I have never actually played the original versions of Risk, but I do know the basic aim is to conquer the world with your armies. Usually the map you are conquering is a political map of the Earth, divided into continents and territories. It is a turn-based game for two to six players who attempt to capture territories from each other by rolling higher die numbers, winning the game by occupying every territory.
Lord of the Rings Risk takes the original Risk and transposes it onto a map of Middle-Earth. This version is for 2 to 4 players, who are provided with a choice of four army colours (green, yellow, red and black). The first two armies are 'Forces of Light', and consist of Elves, Horsemen & Eagles; the second two armies are 'Forces of Dark' and consist of Orcs, Ring-wraiths and Trolls.
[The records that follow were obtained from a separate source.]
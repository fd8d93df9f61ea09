//! Remarks printed after rolls and at the end of a game.

use crate::core::{ALL_PINS, PERFECT_SCORE};

/// Remark for knocking down `pins` with `pins_before` standing.
#[must_use]
pub fn roll_remark(pins: u8, pins_before: u8) -> Option<&'static str> {
    if pins == ALL_PINS {
        return Some("Perfect shot!");
    }
    match pins_before.saturating_sub(pins) {
        0 => Some("You got all of them!"),
        1 => Some("Good job!"),
        2 => Some("Not bad!"),
        _ => None,
    }
}

/// Remark for a finished game.
#[must_use]
pub fn final_remark(score: u32) -> Option<&'static str> {
    match score {
        PERFECT_SCORE => Some("Wow! A perfect game!"),
        s if s > 250 => Some("Very impressive!"),
        s if s > 200 => Some("Way to go!"),
        s if s > 150 => Some("Not bad!"),
        _ => None,
    }
}
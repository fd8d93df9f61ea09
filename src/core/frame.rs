//! Frames: one scoring unit over a span of the roll chain.
//!
//! A `Frame` owns no rolls. It records the first and last [`RollId`] of its
//! span and asks the [`RollChain`] for everything else, including the rolls
//! of later frames that strike and spare bonuses need.
//!
//! ## Completion
//!
//! - Frames 1-9: a strike completes the frame; otherwise two rolls do.
//! - Frame 10: a strike or spare earns a third roll; otherwise two rolls.
//!
//! ## Scoring
//!
//! A strike or spare scores the three rolls starting at the frame's first
//! roll; an open frame scores its own rolls. Both are walks along the chain,
//! so a bonus roll is counted wherever it administratively lives.

use serde::{Deserialize, Serialize};
use tracing::trace;

use super::chain::{RollChain, RollId, RollIterator};
use super::roll::{PossibleRolls, Roll, ALL_PINS};

/// Observable position in the frame's state machine.
#[derive(Clone, Copy, Debug, PartialEq, Eq, Serialize, Deserialize)]
pub enum FrameState {
    /// No roll yet.
    Empty,
    /// One roll made, another is required.
    OneRoll,
    /// Tenth frame opened with a strike or spare and awaits a bonus roll.
    BonusPending,
    /// Every roll the frame needs has been made.
    Complete,
}

/// First and last roll of a frame, inclusive.
#[derive(Clone, Copy, Debug, PartialEq, Eq)]
struct RollSpan {
    first: RollId,
    last: RollId,
}

/// One of the ten frames of a game.
#[derive(Clone, Debug, Default, PartialEq, Eq)]
pub struct Frame {
    span: Option<RollSpan>,
    is_last: bool,
}

impl Frame {
    /// Create an empty frame.
    #[must_use]
    pub fn new() -> Self {
        Self::default()
    }

    /// Create an empty tenth frame.
    #[must_use]
    pub fn last() -> Self {
        Self {
            span: None,
            is_last: true,
        }
    }

    /// Whether this is the tenth frame.
    #[must_use]
    pub fn is_last(&self) -> bool {
        self.is_last
    }

    /// First roll of the frame.
    #[must_use]
    pub fn first_roll(&self) -> Option<RollId> {
        self.span.map(|s| s.first)
    }

    /// Last roll of the frame so far.
    #[must_use]
    pub fn last_roll(&self) -> Option<RollId> {
        self.span.map(|s| s.last)
    }

    /// Extend the frame's span with `id`.
    ///
    /// Precondition: `id` is the roll immediately after the frame's current
    /// last roll, and the caller has checked the roll is legal here. No
    /// validation happens beyond the roll's own pin bound.
    pub fn add_roll(&mut self, id: RollId) {
        match &mut self.span {
            Some(span) => {
                debug_assert_eq!(id, span.last.successor(), "frame rolls must be contiguous");
                span.last = id;
            }
            None => {
                self.span = Some(RollSpan { first: id, last: id });
            }
        }
        trace!(roll = %id, is_last = self.is_last, "roll added to frame");
    }

    /// Iterate the frame's own rolls.
    #[must_use]
    pub fn rolls<'a>(&self, chain: &'a RollChain) -> RollIterator<'a> {
        chain.between(self.first_roll(), self.last_roll())
    }

    /// Number of rolls in this frame: 0, 1, 2, or 3 for the tenth frame.
    #[must_use]
    pub fn roll_count(&self) -> usize {
        self.span
            .map_or(0, |s| s.last.index() - s.first.index() + 1)
    }

    /// Whether the first roll knocked down all the pins.
    #[must_use]
    pub fn is_strike(&self, chain: &RollChain) -> bool {
        self.first_roll()
            .and_then(|id| chain.get(id))
            .is_some_and(Roll::is_strike)
    }

    /// Whether the first two rolls, without a strike, knocked down all the pins.
    #[must_use]
    pub fn is_spare(&self, chain: &RollChain) -> bool {
        !self.is_strike(chain)
            && self.roll_count() >= 2
            && chain.pins_from(self.first_roll(), 2) == u32::from(ALL_PINS)
    }

    /// Whether the frame has every roll it needs.
    #[must_use]
    pub fn has_all_rolls(&self, chain: &RollChain) -> bool {
        let count = self.roll_count();
        if self.is_last {
            if self.is_strike(chain) || self.is_spare(chain) {
                count == 3
            } else {
                count == 2
            }
        } else {
            self.is_strike(chain) || count == 2
        }
    }

    /// Where the frame sits in its completion state machine.
    #[must_use]
    pub fn state(&self, chain: &RollChain) -> FrameState {
        if self.has_all_rolls(chain) {
            FrameState::Complete
        } else {
            match self.roll_count() {
                0 => FrameState::Empty,
                1 => FrameState::OneRoll,
                _ => FrameState::BonusPending,
            }
        }
    }

    /// Frame score so far, including whatever look-ahead rolls exist.
    ///
    /// Partial until [`score_is_complete`](Self::score_is_complete).
    #[must_use]
    pub fn score(&self, chain: &RollChain) -> u32 {
        if self.is_strike(chain) || self.is_spare(chain) {
            chain.pins_from(self.first_roll(), 3)
        } else {
            chain.pins_from(self.first_roll(), self.roll_count())
        }
    }

    /// Whether every roll the frame's score depends on has been made.
    #[must_use]
    pub fn score_is_complete(&self, chain: &RollChain) -> bool {
        if self.is_strike(chain) || self.is_spare(chain) {
            chain.has_sequence(self.first_roll(), 3)
        } else {
            chain.has_sequence(self.first_roll(), 2)
        }
    }

    /// Pins standing for the next roll of this frame.
    ///
    /// Starts at a full rack. In the tenth frame a cleared rack is reset
    /// whenever another roll follows, so bonus rolls always face pins.
    #[must_use]
    pub fn pins_up(&self, chain: &RollChain) -> u8 {
        let complete = self.has_all_rolls(chain);
        let mut pins_up = ALL_PINS;

        let mut rolls = self.rolls(chain).peekable();
        while let Some((_, roll)) = rolls.next() {
            pins_up = pins_up.saturating_sub(roll.pins());
            if self.is_last && pins_up == 0 && (rolls.peek().is_some() || !complete) {
                pins_up = ALL_PINS;
            }
        }

        pins_up
    }

    /// The legal next rolls for this frame; empty once it has all its rolls.
    #[must_use]
    pub fn possible_rolls(&self, chain: &RollChain) -> PossibleRolls {
        if self.has_all_rolls(chain) {
            PossibleRolls::new()
        } else {
            Roll::range(self.pins_up(chain))
        }
    }

    /// Whether `candidate` could be the next roll of this frame.
    #[must_use]
    pub fn can_roll(&self, chain: &RollChain, candidate: Roll) -> bool {
        self.possible_rolls(chain)
            .iter()
            .any(|roll| roll.same_pins(candidate))
    }
}
//! Display options for an interactive session.
//!
//! Loaded from JSON (every field optional) and then overridden by
//! command-line flags.

use std::path::{Path, PathBuf};

use serde::{Deserialize, Serialize};
use thiserror::Error;

/// Failure to load a configuration file.
#[derive(Debug, Error)]
pub enum ConfigError {
    /// The file could not be read.
    #[error("reading {}: {}", .path.display(), .source)]
    Io {
        /// File that was being read.
        path: PathBuf,
        /// Underlying I/O failure.
        #[source]
        source: std::io::Error,
    },

    /// The file is not a valid configuration object.
    #[error("parsing {}: {}", .path.display(), .source)]
    Parse {
        /// File that was being parsed.
        path: PathBuf,
        /// Underlying JSON failure.
        #[source]
        source: serde_json::Error,
    },
}

/// What the session prints before each prompt.
#[derive(Clone, Debug, PartialEq, Eq, Serialize, Deserialize)]
#[serde(default)]
pub struct SessionConfig {
    /// Print the score board.
    pub show_score: bool,

    /// Print how many pins are standing.
    pub show_pins_left: bool,

    /// Print the list of legal next rolls.
    pub show_possible_rolls: bool,
}

impl Default for SessionConfig {
    fn default() -> Self {
        Self {
            show_score: true,
            show_pins_left: true,
            show_possible_rolls: true,
        }
    }
}

impl SessionConfig {
    /// Create the default configuration.
    #[must_use]
    pub fn new() -> Self {
        Self::default()
    }

    /// Set whether the score board is printed.
    #[must_use]
    pub fn with_score(mut self, show: bool) -> Self {
        self.show_score = show;
        self
    }

    /// Set whether the standing pin count is printed.
    #[must_use]
    pub fn with_pins_left(mut self, show: bool) -> Self {
        self.show_pins_left = show;
        self
    }

    /// Set whether the legal next rolls are printed.
    #[must_use]
    pub fn with_possible_rolls(mut self, show: bool) -> Self {
        self.show_possible_rolls = show;
        self
    }

    /// Parse a JSON configuration.
    ///
    /// Only a JSON object is accepted; arrays and scalars are rejected.
    pub fn from_json(json: &str) -> serde_json::Result<Self> {
        let object: serde_json::Map<String, serde_json::Value> = serde_json::from_str(json)?;
        serde_json::from_value(serde_json::Value::Object(object))
    }

    /// Read a JSON configuration file.
    pub fn load(path: impl AsRef<Path>) -> Result<Self, ConfigError> {
        let path = path.as_ref();
        let text = std::fs::read_to_string(path).map_err(|source| ConfigError::Io {
            path: path.to_path_buf(),
            source,
        })?;
        Self::from_json(&text).map_err(|source| ConfigError::Parse {
            path: path.to_path_buf(),
            source,
        })
    }
}
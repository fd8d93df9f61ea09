//! # rust-bowling
//!
//! Incremental ten-pin bowling scoring: enter rolls one at a time, read the
//! score at any point, and ask which pin counts are legal next.
//!
//! ## Design Principles
//!
//! 1. **One roll array**: The game owns every roll in a single growable
//!    array. Frames hold index spans into it, so strike and spare bonuses
//!    read forward across frame boundaries without frames referencing each
//!    other.
//!
//! 2. **Errors are values**: `InvalidRoll` and `GameFinished` come back as
//!    `Result`s and never leave the game half-updated.
//!
//! 3. **Seeded randomness only**: The random roll generator takes its seed
//!    from the caller.
//!
//! ## Modules
//!
//! - `core`: Rolls, the roll chain, frames, the game, errors
//! - `render`: Score board text
//! - `sim`: Seeded random roll generation
//! - `session`: Interactive read-roll-print loop used by the `bowl` binary
//!
//! ```
//! use rust_bowling::Game;
//!
//! let mut game = Game::new();
//! for _ in 0..12 {
//!     game.add_pins(10).unwrap();
//! }
//! assert!(game.is_finished());
//! assert_eq!(game.total_score(), 300);
//! ```

pub mod core;
pub mod render;
pub mod session;
pub mod sim;

// Re-export commonly used types
pub use crate::core::{
    BowlingError, Frame, FrameState, Game, PossibleRolls, Roll, RollChain, RollId,
    RollIterator, ALL_PINS, NUMBER_OF_FRAMES,
};

pub use crate::render::{FrameScoreLabel, RollMark};

pub use crate::session::{Command, Session, SessionConfig, SessionOutcome};

pub use crate::sim::{random_game, RollGenerator};
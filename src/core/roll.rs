//! A single throw and the rules constants every other module shares.
//!
//! A `Roll` is an immutable fact: once constructed its pin count is known to
//! be in `0..=ALL_PINS`. Rolls never carry links themselves; the game-owned
//! [`RollChain`](super::chain::RollChain) orders them and hands out
//! [`RollId`]s.
//!
//! ```
//! use rust_bowling::core::{Roll, ALL_PINS};
//!
//! let strike = Roll::new(ALL_PINS).unwrap();
//! assert!(strike.is_strike());
//!
//! assert!(Roll::new(11).is_err());
//! assert!(Roll::try_from(-1i64).is_err());
//! ```

use serde::{Deserialize, Serialize};
use smallvec::SmallVec;

use super::error::{BowlingError, Result};

/// Number of pins at the start of each frame.
pub const ALL_PINS: u8 = 10;

/// Number of frames in a bowling game.
pub const NUMBER_OF_FRAMES: usize = 10;

/// Maximum number of rolls possible in any game.
pub const MAX_ROLLS: usize = 21;

/// Minimum number of rolls possible for a complete game.
pub const MIN_ROLLS: usize = 11;

/// Score of twelve consecutive strikes.
pub const PERFECT_SCORE: u32 = 300;

/// The legal next rolls, in ascending pin order.
///
/// At most `ALL_PINS + 1` entries, so it never spills to the heap.
pub type PossibleRolls = SmallVec<[Roll; 11]>;

/// The pins knocked down by one throw.
#[derive(Clone, Copy, Debug, PartialEq, Eq, Hash, Serialize, Deserialize)]
#[serde(try_from = "u8", into = "u8")]
pub struct Roll {
    pins: u8,
}

impl Roll {
    /// Create a roll, failing with `InvalidRoll` if `pins > ALL_PINS`.
    pub fn new(pins: u8) -> Result<Self> {
        if pins > ALL_PINS {
            return Err(BowlingError::InvalidRoll {
                pins: i64::from(pins),
                max: ALL_PINS,
            });
        }
        Ok(Self { pins })
    }

    /// The number of pins knocked down by this roll.
    #[must_use]
    pub const fn pins(self) -> u8 {
        self.pins
    }

    /// Whether this roll knocked down a full rack.
    #[must_use]
    pub const fn is_strike(self) -> bool {
        self.pins == ALL_PINS
    }

    /// Compare pin counts only.
    ///
    /// Rolls are plain values, so this is the same as `==`; it exists for
    /// membership tests against [`PossibleRolls`].
    #[must_use]
    pub const fn same_pins(self, other: Roll) -> bool {
        self.pins == other.pins
    }

    /// Every roll from a gutter ball up to `max` pins, ascending.
    ///
    /// `max` is clamped to `ALL_PINS`.
    #[must_use]
    pub fn range(max: u8) -> PossibleRolls {
        (0..=max.min(ALL_PINS)).map(|pins| Roll { pins }).collect()
    }
}

impl TryFrom<u8> for Roll {
    type Error = BowlingError;

    fn try_from(pins: u8) -> Result<Self> {
        Roll::new(pins)
    }
}

impl TryFrom<i64> for Roll {
    type Error = BowlingError;

    fn try_from(pins: i64) -> Result<Self> {
        u8::try_from(pins)
            .ok()
            .filter(|&p| p <= ALL_PINS)
            .map(|pins| Roll { pins })
            .ok_or(BowlingError::InvalidRoll {
                pins,
                max: ALL_PINS,
            })
    }
}

impl From<Roll> for u8 {
    fn from(roll: Roll) -> u8 {
        roll.pins
    }
}

impl std::fmt::Display for Roll {
    fn fmt(&self, f: &mut std::fmt::Formatter<'_>) -> std::fmt::Result {
        write!(f, "{}", self.pins)
    }
}

#[cfg(test)]
mod tests {
    use super::*;

    #[test]
    fn test_new_accepts_full_range() {
        for pins in 0..=ALL_PINS {
            let roll = Roll::new(pins).unwrap();
            assert_eq!(roll.pins(), pins);
        }
    }

    #[test]
    fn test_new_rejects_too_many_pins() {
        assert_eq!(
            Roll::new(11),
            Err(BowlingError::InvalidRoll { pins: 11, max: 10 })
        );
        assert!(Roll::new(u8::MAX).is_err());
    }

    #[test]
    fn test_try_from_i64() {
        assert_eq!(Roll::try_from(7i64).unwrap().pins(), 7);
        assert_eq!(
            Roll::try_from(-1i64),
            Err(BowlingError::InvalidRoll { pins: -1, max: 10 })
        );
        assert!(Roll::try_from(300i64).is_err());
    }

    #[test]
    fn test_is_strike() {
        assert!(Roll::new(10).unwrap().is_strike());
        assert!(!Roll::new(9).unwrap().is_strike());
        assert!(!Roll::new(0).unwrap().is_strike());
    }

    #[test]
    fn test_same_pins() {
        let a = Roll::new(4).unwrap();
        let b = Roll::new(4).unwrap();
        let c = Roll::new(5).unwrap();
        assert!(a.same_pins(b));
        assert!(!a.same_pins(c));
    }

    #[test]
    fn test_range() {
        for max in 0..=ALL_PINS {
            let rolls = Roll::range(max);
            assert_eq!(rolls.len(), usize::from(max) + 1);
            assert!(!rolls.spilled());
            for (expected, roll) in rolls.iter().enumerate() {
                assert_eq!(usize::from(roll.pins()), expected);
            }
        }

        // Clamped to a full rack
        assert_eq!(Roll::range(42).len(), 11);
    }

    #[test]
    fn test_serde_validates_range() {
        let roll = Roll::new(8).unwrap();
        let json = serde_json::to_string(&roll).unwrap();
        assert_eq!(json, "8");
        assert_eq!(serde_json::from_str::<Roll>(&json).unwrap(), roll);

        assert!(serde_json::from_str::<Roll>("11").is_err());
    }
}
//! Bowl a game from the command line.
//!
//! Reads rolls from stdin and prints the score board after each one. With
//! `--auto`, plays a seeded random game instead and prints the result.

use std::io;
use std::path::PathBuf;

use anyhow::Result;
use clap::Parser;
use rust_bowling::core::{Game, MAX_ROLLS};
use rust_bowling::session::{Session, SessionConfig, SessionOutcome};
use rust_bowling::sim::{RollGenerator, MAX_ERROR_ALLOWANCE};
use tracing::info;
use tracing_subscriber::EnvFilter;

#[derive(Parser)]
#[command(name = "bowl")]
#[command(about = "Score a ten-pin bowling game roll by roll")]
struct Args {
    /// JSON file with display options
    #[arg(long)]
    config: Option<PathBuf>,

    /// Don't print the score board before each roll
    #[arg(long)]
    hide_score: bool,

    /// Don't print how many pins are standing
    #[arg(long)]
    hide_pins_left: bool,

    /// Don't print the legal next rolls
    #[arg(long)]
    hide_possible_rolls: bool,

    /// Play a random game instead of reading rolls
    #[arg(long)]
    auto: bool,

    /// Seed for --auto (random if omitted)
    #[arg(long)]
    seed: Option<u64>,

    /// Pins below the best legal roll a random roll may fall (0-10)
    #[arg(long, default_value_t = MAX_ERROR_ALLOWANCE)]
    error_allowance: u8,

    /// Enable debug logging
    #[arg(short, long)]
    verbose: bool,
}

fn main() -> Result<()> {
    let args = Args::parse();

    let default_level = if args.verbose { "debug" } else { "warn" };
    let filter = EnvFilter::try_from_default_env().unwrap_or_else(|_| EnvFilter::new(default_level));
    tracing_subscriber::fmt()
        .with_env_filter(filter)
        .with_writer(io::stderr)
        .init();

    if args.auto {
        let seed = args.seed.unwrap_or_else(rand::random);
        info!(seed, error_allowance = args.error_allowance, "playing random game");

        let mut game = Game::new();
        RollGenerator::new(seed)
            .with_error_allowance(args.error_allowance)
            .play(&mut game, MAX_ROLLS);
        println!("seed: {seed}");
        println!("{game}");
        return Ok(());
    }

    let mut config = match &args.config {
        Some(path) => SessionConfig::load(path)?,
        None => SessionConfig::default(),
    };
    if args.hide_score {
        config.show_score = false;
    }
    if args.hide_pins_left {
        config.show_pins_left = false;
    }
    if args.hide_possible_rolls {
        config.show_possible_rolls = false;
    }

    let stdin = io::stdin();
    let mut session = Session::new(stdin.lock(), io::stdout(), config);
    match session.run()? {
        SessionOutcome::Finished { score } => info!(score, "session finished"),
        outcome => info!(?outcome, "session ended"),
    }
    Ok(())
}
Game play is similar to original Risk, but there are a few slight differences. The first is that there are additional cards that are earned in certain territories, which give Leader pieces missions to accomplish, provide bonuses or cause 'special events'. The second is that throughout the game there is another counter - a Ring. This represents the Fellowship on their journey through Middle-Earth, and they are moved along at the end of each player's turn by the roll of a die. The game ends when the Fellowship reach the end of their path, giving it a time-limit. You do have the option to play the game without the Fellowship, meaning you can play it until one player has taken all the territories. I feel the time-limit given by the Fellowship can be quite useful as without it the game can drag on for hours until the world is taken over, becoming quite tedious (especially if you are the player that is losing!).
One flaw when using the Fellowship is that if a Dark Force captures the Fellowship at any point in the game, the game is over and they win. The forces of Light must get the Fellowship to the end of it's journey to have even a chance of winning. The winner is determined at this point by points awarded for territories, strongholds, regions that are controlled and cards played throughout the game - meaning that even if the Fellowship has made it to the end, a Dark Force still may win.
The board itself shows a map of most of Middle-Earth, except for Gondor and Mordor, which I have always found a bit unusual, but presumed the board territories are based on the first two films rather than all three. The territories are in different colours, and the whole map has a dull effect to it rather than bright colours, making it look like it's an old map and allowing the colours of the armies and the Fellowship trail to stand out easily.
The game did take a while to set up at first as there were a lot of cards and rules to place and work out. The first time I played this game I did leave the Fellowship part out as we found that the game was already complex without having the added complication of moving a 3rd group through the board. However on subsequent plays of the game I have used the Fellowship, and found the time-limit it provides quite useful. It also adds another angle, as each Force attempts to gain the territories it is moving through to end or continue the game (depending on what side you are on). It is also easier to set up after you have played it once as you have a better understanding of all the cards and rules.
I would recommend trying this game, but only if you have enough patience to start it off. Once you get going it is very enjoyable, and the players can get quite competitive, and it can last for a while. Definitely a Boxing Day or rainy day game. There is a full trilogy version of the game, which gives you the full map, but if you don't mind having part of the map this version is worth a try.